## Task prompt
From the data that follows, copy every line with the string "this".

--*--

//! Engine behavior switches.

use crate::descriptor::{DEFAULT_OPTIONAL_FLAG, OptionalFlag};

/// Configuration for an [`Engine`](crate::Engine).
#[derive(Clone, Copy, Debug, PartialEq, Eq)]
#[cfg_attr(feature = "serde", derive(serde::Serialize, serde::Deserialize))]
#[cfg_attr(feature = "serde", serde(default, rename_all = "kebab-case"))]
pub struct EngineConfig {
    /// How declared `required` flags map to descriptor `optional` flags.
    pub optional_flag: OptionalFlag,
    /// Reject tokens beyond a non-variadic command's arity.
    pub strict_arity: bool,
}

impl Default for EngineConfig {
    fn default() -> Self {
        Self {
            optional_flag: DEFAULT_OPTIONAL_FLAG,
            strict_arity: false,
        }
    }
}

impl EngineConfig {
    /// Creates the default configuration.
    #[must_use]
    pub fn new() -> Self {
        Self::default()
    }

    /// Sets the optional-flag semantics.
    #[must_use]
    pub const fn with_optional_flag(mut self, flag: OptionalFlag) -> Self {
        self.optional_flag = flag;
        self
    }

    /// Enables or disables strict arity checking.
    #[must_use]
    pub const fn with_strict_arity(mut self, strict: bool) -> Self {
        self.strict_arity = strict;
        self
    }
}
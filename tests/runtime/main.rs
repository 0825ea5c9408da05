//! Integration tests for the parley_runtime crate.
//!
//! Tests for the shell built on the public API:
//! - Configuration files
//! - Scripted sessions through a mock line editor
//! - Batch scripts

mod config_tests;

use std::cell::RefCell;
use std::path::PathBuf;
use std::rc::Rc;

use parley_foundation::Result;
use parley_runtime::{LineEditor, ReadResult};

/// What a [`MockEditor`] saw during a session.
#[derive(Default)]
pub struct Transcript {
    pub prompts: Vec<String>,
    pub history: Vec<String>,
    pub commands: Vec<String>,
}

/// Feeds scripted input to a shell and records what the shell did with it.
pub struct MockEditor {
    inputs: Vec<ReadResult>,
    transcript: Rc<RefCell<Transcript>>,
}

impl MockEditor {
    pub fn new(lines: &[&str]) -> (Self, Rc<RefCell<Transcript>>) {
        let inputs = lines
            .iter()
            .map(|line| ReadResult::Line((*line).to_string()))
            .collect();
        Self::with_inputs(inputs)
    }

    pub fn with_inputs(mut inputs: Vec<ReadResult>) -> (Self, Rc<RefCell<Transcript>>) {
        inputs.reverse();
        let transcript = Rc::new(RefCell::new(Transcript::default()));
        let editor = Self {
            inputs,
            transcript: Rc::clone(&transcript),
        };
        (editor, transcript)
    }
}

impl LineEditor for MockEditor {
    fn read_line(&mut self, prompt: &str) -> Result<ReadResult> {
        self.transcript.borrow_mut().prompts.push(prompt.to_string());
        Ok(self.inputs.pop().unwrap_or(ReadResult::Eof))
    }

    fn add_history(&mut self, line: &str) {
        self.transcript.borrow_mut().history.push(line.to_string());
    }

    fn set_commands(&mut self, commands: Vec<String>) {
        self.transcript.borrow_mut().commands = commands;
    }
}

/// A path in the system temp directory unique to this process and test.
pub fn temp_path(name: &str) -> PathBuf {
    std::env::temp_dir().join(format!("parley-{}-{name}", std::process::id()))
}
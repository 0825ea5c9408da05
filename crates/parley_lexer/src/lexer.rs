//! Lexer for Parley command lines.
//!
//! A five-state scanner over the characters of one line. The lexer keeps no
//! state between lines and never fails: malformed quoting still yields
//! best-effort tokens.

use std::iter::{Enumerate, Peekable};
use std::str::Chars;

use crate::token::Token;

/// Scanner state.
#[derive(Clone, Copy, Debug, PartialEq, Eq)]
enum State {
    /// Between tokens (start state).
    Whitespace,
    /// Accumulating an unquoted run of a token.
    Word,
    /// Inside `"…"`.
    DoubleQuote,
    /// Inside `'…'`.
    SingleQuote,
    /// Rest of the line is discarded.
    Comment,
}

/// Lexer for a single command line.
///
/// Iterates over the line and produces [`Token`]s. Token indexes are
/// character (not byte) offsets into the line.
pub struct Lexer<'src> {
    /// Remaining characters with their character offsets.
    chars: Peekable<Enumerate<Chars<'src>>>,
    /// Current scanner state.
    state: State,
    /// Offset where the token being built started.
    start: usize,
    /// Text of the token being built.
    text: String,
    /// Number of tokens produced so far.
    emitted: usize,
}

impl<'src> Lexer<'src> {
    /// Creates a new lexer for the given line.
    #[must_use]
    pub fn new(line: &'src str) -> Self {
        Self {
            chars: line.chars().enumerate().peekable(),
            state: State::Whitespace,
            start: 0,
            text: String::new(),
            emitted: 0,
        }
    }

    /// Returns the next token, or `None` once the line is exhausted.
    pub fn next_token(&mut self) -> Option<Token> {
        while let Some((index, c)) = self.chars.next() {
            match self.state {
                State::Whitespace => {
                    if c.is_whitespace() {
                        continue;
                    }
                    self.start = index;
                    match c {
                        '"' => self.state = State::DoubleQuote,
                        '\'' => self.state = State::SingleQuote,
                        // Only a line's first token may start with `#`.
                        '#' if self.emitted > 0 => self.state = State::Comment,
                        _ => {
                            self.text.push(c);
                            self.state = State::Word;
                        }
                    }
                }
                State::Word => match c {
                    c if c.is_whitespace() => {
                        self.state = State::Whitespace;
                        return Some(self.emit());
                    }
                    '"' => self.quote_in_word(c, State::DoubleQuote),
                    '\'' => self.quote_in_word(c, State::SingleQuote),
                    '#' => {
                        self.state = State::Comment;
                        return Some(self.emit());
                    }
                    _ => self.text.push(c),
                },
                State::DoubleQuote | State::SingleQuote => {
                    let closing = if self.state == State::DoubleQuote {
                        '"'
                    } else {
                        '\''
                    };
                    if c != closing {
                        self.text.push(c);
                    } else if self.take_doubled(c) {
                        self.text.push(c);
                    } else {
                        // Quoted text may run straight into more word characters.
                        self.state = State::Word;
                    }
                }
                State::Comment => {
                    self.chars.by_ref().for_each(drop);
                }
            }
        }

        match self.state {
            State::Word | State::DoubleQuote | State::SingleQuote => {
                self.state = State::Whitespace;
                Some(self.emit())
            }
            State::Whitespace | State::Comment => None,
        }
    }

    /// Tokenizes a whole line.
    #[must_use]
    pub fn tokenize_all(line: &str) -> Vec<Token> {
        let tokens: Vec<Token> = Lexer::new(line).collect();
        log::trace!("tokenized {line:?} into {} tokens", tokens.len());
        tokens
    }

    /// Handles a quote character met while accumulating a word.
    fn quote_in_word(&mut self, quote: char, quoted: State) {
        if self.take_doubled(quote) {
            self.text.push(quote);
        } else {
            self.state = quoted;
        }
    }

    /// Consumes the next character if it repeats `quote`.
    fn take_doubled(&mut self, quote: char) -> bool {
        self.chars.next_if(|&(_, next)| next == quote).is_some()
    }

    /// Finishes the token being built.
    fn emit(&mut self) -> Token {
        self.emitted += 1;
        Token::new(self.start, std::mem::take(&mut self.text))
    }
}

impl Iterator for Lexer<'_> {
    type Item = Token;

    fn next(&mut self) -> Option<Token> {
        self.next_token()
    }
}

/// Tokenizes a line; `None` and `""` both yield no tokens.
#[must_use]
pub fn tokenize<'a>(line: impl Into<Option<&'a str>>) -> Vec<Token> {
    line.into().map(Lexer::tokenize_all).unwrap_or_default()
}

/// Quotes a string so that it lexes back to exactly one token.
///
/// Wraps `s` in double quotes and doubles every embedded double quote.
/// No other characters are escaped.
#[must_use]
pub fn escape_string(s: &str) -> String {
    let mut escaped = String::with_capacity(s.len() + 2);
    escaped.push('"');
    for c in s.chars() {
        if c == '"' {
            escaped.push('"');
        }
        escaped.push(c);
    }
    escaped.push('"');
    escaped
}
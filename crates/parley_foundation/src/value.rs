//! Values produced by argument conversion.

use std::any::Any;
use std::fmt;
use std::sync::Arc;

use crate::types::{NamedType, Type};

/// A converted argument value.
///
/// Values are immutable and cheaply cloneable. Lists use a persistent
/// vector so that cloning a bound argument list is O(1).
#[derive(Clone)]
pub enum Value {
    /// The nil value (represents absence).
    Nil,
    /// Boolean value.
    Bool(bool),
    /// 32-bit signed integer.
    Int(i32),
    /// 64-bit signed integer.
    Long(i64),
    /// 32-bit floating point.
    Float(f32),
    /// 64-bit floating point.
    Double(f64),
    /// String value.
    String(Arc<str>),
    /// Persistent list.
    List(im::Vector<Value>),
    /// Instance of an application-defined type.
    Object(Object),
}

/// An instance of a named, application-defined type.
#[derive(Clone)]
pub struct Object {
    type_name: Arc<str>,
    payload: Arc<dyn Any + Send + Sync>,
}

impl Object {
    /// Wraps a payload as an instance of the named type.
    pub fn new<T: Any + Send + Sync>(type_name: impl Into<Arc<str>>, payload: T) -> Self {
        Self {
            type_name: type_name.into(),
            payload: Arc::new(payload),
        }
    }

    /// Returns the name of this object's type.
    #[must_use]
    pub fn type_name(&self) -> &str {
        &self.type_name
    }

    /// Attempts to borrow the payload as a concrete type.
    #[must_use]
    pub fn downcast_ref<T: Any>(&self) -> Option<&T> {
        self.payload.downcast_ref::<T>()
    }
}

impl Value {
    /// Creates a list value from an iterator of values.
    pub fn list(items: impl IntoIterator<Item = Value>) -> Self {
        Self::List(items.into_iter().collect())
    }

    /// Creates an object value of the named type.
    pub fn object<T: Any + Send + Sync>(type_name: impl Into<Arc<str>>, payload: T) -> Self {
        Self::Object(Object::new(type_name, payload))
    }

    /// Returns the type of this value.
    #[must_use]
    pub fn value_type(&self) -> Type {
        match self {
            Self::Nil => Type::Any,
            Self::Bool(_) => Type::Bool,
            Self::Int(_) => Type::Int,
            Self::Long(_) => Type::Long,
            Self::Float(_) => Type::Float,
            Self::Double(_) => Type::Double,
            Self::String(_) => Type::String,
            Self::List(_) => Type::list(Type::Any),
            Self::Object(obj) => Type::Named(NamedType::new(Arc::clone(&obj.type_name))),
        }
    }

    /// Returns true if this value is nil.
    #[must_use]
    pub const fn is_nil(&self) -> bool {
        matches!(self, Self::Nil)
    }

    /// Attempts to extract a boolean value.
    #[must_use]
    pub const fn as_bool(&self) -> Option<bool> {
        match self {
            Self::Bool(b) => Some(*b),
            _ => None,
        }
    }

    /// Attempts to extract a 32-bit integer value.
    #[must_use]
    pub const fn as_int(&self) -> Option<i32> {
        match self {
            Self::Int(n) => Some(*n),
            _ => None,
        }
    }

    /// Attempts to extract an integer as i64 (widens 32-bit integers).
    #[must_use]
    pub fn as_long(&self) -> Option<i64> {
        match self {
            Self::Int(n) => Some(i64::from(*n)),
            Self::Long(n) => Some(*n),
            _ => None,
        }
    }

    /// Attempts to extract a number as f64 (widens floats).
    #[must_use]
    pub fn as_double(&self) -> Option<f64> {
        match self {
            Self::Float(n) => Some(f64::from(*n)),
            Self::Double(n) => Some(*n),
            _ => None,
        }
    }

    /// Attempts to extract a string reference.
    #[must_use]
    pub fn as_str(&self) -> Option<&str> {
        match self {
            Self::String(s) => Some(s),
            _ => None,
        }
    }

    /// Attempts to extract a list reference.
    #[must_use]
    pub const fn as_list(&self) -> Option<&im::Vector<Value>> {
        match self {
            Self::List(items) => Some(items),
            _ => None,
        }
    }

    /// Attempts to extract an object reference.
    #[must_use]
    pub const fn as_object(&self) -> Option<&Object> {
        match self {
            Self::Object(obj) => Some(obj),
            _ => None,
        }
    }
}

// Implement PartialEq manually to handle float comparison

impl PartialEq for Value {
    fn eq(&self, other: &Self) -> bool {
        match (self, other) {
            (Self::Nil, Self::Nil) => true,
            (Self::Bool(a), Self::Bool(b)) => a == b,
            (Self::Int(a), Self::Int(b)) => a == b,
            (Self::Long(a), Self::Long(b)) => a == b,
            (Self::Float(a), Self::Float(b)) => a.to_bits() == b.to_bits(),
            (Self::Double(a), Self::Double(b)) => a.to_bits() == b.to_bits(),
            (Self::String(a), Self::String(b)) => a == b,
            (Self::List(a), Self::List(b)) => a == b,
            (Self::Object(a), Self::Object(b)) => {
                a.type_name == b.type_name && Arc::ptr_eq(&a.payload, &b.payload)
            }
            _ => false,
        }
    }
}

impl Eq for Value {}

impl fmt::Debug for Value {
    fn fmt(&self, f: &mut fmt::Formatter<'_>) -> fmt::Result {
        match self {
            Self::Nil => write!(f, "nil"),
            Self::Bool(b) => write!(f, "{b}"),
            Self::Int(n) => write!(f, "{n}"),
            Self::Long(n) => write!(f, "{n}L"),
            Self::Float(n) => write!(f, "{n}f"),
            Self::Double(n) => write!(f, "{n}"),
            Self::String(s) => write!(f, "{s:?}"),
            Self::List(items) => f.debug_list().entries(items.iter()).finish(),
            Self::Object(obj) => write!(f, "#<{}>", obj.type_name),
        }
    }
}

impl fmt::Display for Value {
    fn fmt(&self, f: &mut fmt::Formatter<'_>) -> fmt::Result {
        match self {
            Self::Nil => write!(f, "nil"),
            Self::Bool(b) => write!(f, "{b}"),
            Self::Int(n) => write!(f, "{n}"),
            Self::Long(n) => write!(f, "{n}"),
            Self::Float(n) => write!(f, "{n}"),
            Self::Double(n) => write!(f, "{n}"),
            Self::String(s) => write!(f, "{s}"),
            Self::List(items) => {
                write!(f, "[")?;
                for (i, item) in items.iter().enumerate() {
                    if i > 0 {
                        write!(f, " ")?;
                    }
                    write!(f, "{item}")?;
                }
                write!(f, "]")
            }
            Self::Object(obj) => write!(f, "#<{}>", obj.type_name),
        }
    }
}

// Convenience From implementations

impl From<bool> for Value {
    fn from(b: bool) -> Self {
        Self::Bool(b)
    }
}

impl From<i32> for Value {
    fn from(n: i32) -> Self {
        Self::Int(n)
    }
}

impl From<i64> for Value {
    fn from(n: i64) -> Self {
        Self::Long(n)
    }
}

impl From<f32> for Value {
    fn from(n: f32) -> Self {
        Self::Float(n)
    }
}

impl From<f64> for Value {
    fn from(n: f64) -> Self {
        Self::Double(n)
    }
}

impl From<&str> for Value {
    fn from(s: &str) -> Self {
        Self::String(s.into())
    }
}

impl From<String> for Value {
    fn from(s: String) -> Self {
        Self::String(s.into())
    }
}

impl From<Vec<Value>> for Value {
    fn from(items: Vec<Value>) -> Self {
        Self::list(items)
    }
}
//! Engine tests: the full tokenize, resolve, bind, invoke pipeline.

use std::error::Error as _;
use std::sync::{Arc, Mutex};

use parley_command::{
    CommandHandler, CommandMeta, Converter, Engine, EngineConfig, FnConverter, HandlerMethod,
    ParamMeta,
};
use parley_foundation::{ErrorKind, Type, Value};

fn greet_method(log: Arc<Mutex<Vec<String>>>) -> HandlerMethod {
    HandlerMethod::new("greet", move |args| {
        let name = args.str(0).ok_or("name is unset")?;
        let times = args.int(1).unwrap_or(1);
        let mut log = log.lock().map_err(|_| "log poisoned")?;
        for _ in 0..times {
            log.push(format!("hello, {name}"));
        }
        Ok(Value::Nil)
    })
    .with_param(Type::String, ParamMeta::new("name"))
    .with_param(Type::Int, ParamMeta::new("times").with_required(false))
}

#[test]
fn greet_alice_end_to_end() {
    let log = Arc::new(Mutex::new(Vec::new()));
    let engine = Engine::new();
    engine.register(greet_method(Arc::clone(&log))).unwrap();

    let invocation = engine.resolve("greet Alice").unwrap().unwrap();
    assert_eq!(invocation.args().str(0), Some("Alice"));
    assert!(!invocation.args().is_set(1));
    invocation.invoke().unwrap();

    engine.dispatch("greet \"Bob Jones\" 2").unwrap();
    assert_eq!(
        *log.lock().unwrap(),
        ["hello, Alice", "hello, Bob Jones", "hello, Bob Jones"]
    );
}

#[test]
fn blank_and_unknown_lines() {
    let engine = Engine::new();
    assert!(engine.dispatch("  \t").unwrap().is_none());
    assert!(engine.resolve("").unwrap().is_none());

    let err = engine.dispatch("launch now").unwrap_err();
    assert_eq!(err.to_string(), "unknown command: launch");
    assert_eq!(err.context.and_then(|c| c.offset), Some(0));
}

#[test]
fn handler_errors_keep_their_cause() {
    #[derive(Debug)]
    struct Denied;
    impl std::fmt::Display for Denied {
        fn fmt(&self, f: &mut std::fmt::Formatter<'_>) -> std::fmt::Result {
            write!(f, "permission denied")
        }
    }
    impl std::error::Error for Denied {}

    let engine = Engine::new();
    engine
        .register(HandlerMethod::new("rm", |_| Err(Denied.into())))
        .unwrap();

    let err = engine.dispatch("rm").unwrap_err();
    assert_eq!(err.legacy_message(), "permission denied");
    assert!(err.source().unwrap().downcast_ref::<Denied>().is_some());
}

#[test]
fn strict_arity_rejects_extra_tokens() {
    let log = Arc::new(Mutex::new(Vec::new()));

    let lenient = Engine::new();
    lenient.register(greet_method(Arc::clone(&log))).unwrap();
    assert!(lenient.dispatch("greet Al 1 surplus").is_ok());

    let strict = Engine::with_config(EngineConfig::new().with_strict_arity(true));
    strict.register(greet_method(log)).unwrap();
    let err = strict.dispatch("greet Al 1 surplus").unwrap_err();
    assert!(matches!(err.kind, ErrorKind::ArityMismatch { .. }));
}

#[test]
fn invalid_signatures_are_rejected() {
    let engine = Engine::new();
    let err = engine
        .register(
            HandlerMethod::new("sum", |_| Ok(Value::Nil))
                .with_param(Type::Int, ParamMeta::new("values"))
                .variadic(),
        )
        .unwrap_err();
    assert!(matches!(err.kind, ErrorKind::InvalidSignature { .. }));
    assert!(engine.is_command_name_available("sum"));
}

struct Inventory;

impl CommandHandler for Inventory {
    fn methods(&self) -> Vec<HandlerMethod> {
        vec![
            HandlerMethod::new("add", |args| {
                let count = args.list(1).map_or(0, im::Vector::len);
                Ok(Value::from(format!("{} x{count}", args.str(0).unwrap_or_default())))
            })
            .with_meta(CommandMeta::new().with_prefix("inv."))
            .with_param(Type::String, ParamMeta::new("item"))
            .with_param(Type::list(Type::named("sku")), ParamMeta::new("skus"))
            .variadic(),
            HandlerMethod::new("count", |_| Ok(Value::Int(0)))
                .with_meta(CommandMeta::new().with_prefix("inv.")),
        ]
    }

    fn converters(&self) -> Vec<Arc<dyn Converter>> {
        vec![Arc::new(FnConverter::new("sku", |raw: &str, target: &Type| {
            (*target == Type::named("sku") && raw.starts_with("SKU-"))
                .then(|| Value::object("sku", raw.to_string()))
        }))]
    }
}

#[test]
fn handler_brings_its_converters() {
    let engine = Engine::new();
    let descriptors = engine.register_handler(&Inventory).unwrap();
    assert_eq!(descriptors.len(), 2);
    assert_eq!(engine.converters().len(), 1);

    assert_eq!(
        engine.dispatch("inv.add widget SKU-1 SKU-2").unwrap(),
        Some(Value::from("widget x2"))
    );
    assert!(engine.dispatch("inv.add widget 42").is_err());
    assert_eq!(engine.get_commands(Some("inv.")).len(), 2);
}

#[test]
fn handler_registration_is_all_or_nothing() {
    let engine = Engine::new();
    engine
        .register(HandlerMethod::new("inv.count", |_| Ok(Value::Nil)))
        .unwrap();

    let err = engine.register_handler(&Inventory).unwrap_err();
    assert!(matches!(err.kind, ErrorKind::NameConflict { .. }));
    assert!(engine.get_command("inv.add").is_none());
    assert!(engine.converters().is_empty());
}

#[test]
fn add_converters_from_registers_only_converters() {
    let engine = Engine::new();
    assert_eq!(engine.add_converters_from(&Inventory), 1);
    assert!(engine.command_names().is_empty());
}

--*--

## Exercise output
/// A path in the system temp directory unique to this process and test.
    /// Returns the name of this object's type.
    /// Returns the type of this value.
    /// Returns true if this value is nil.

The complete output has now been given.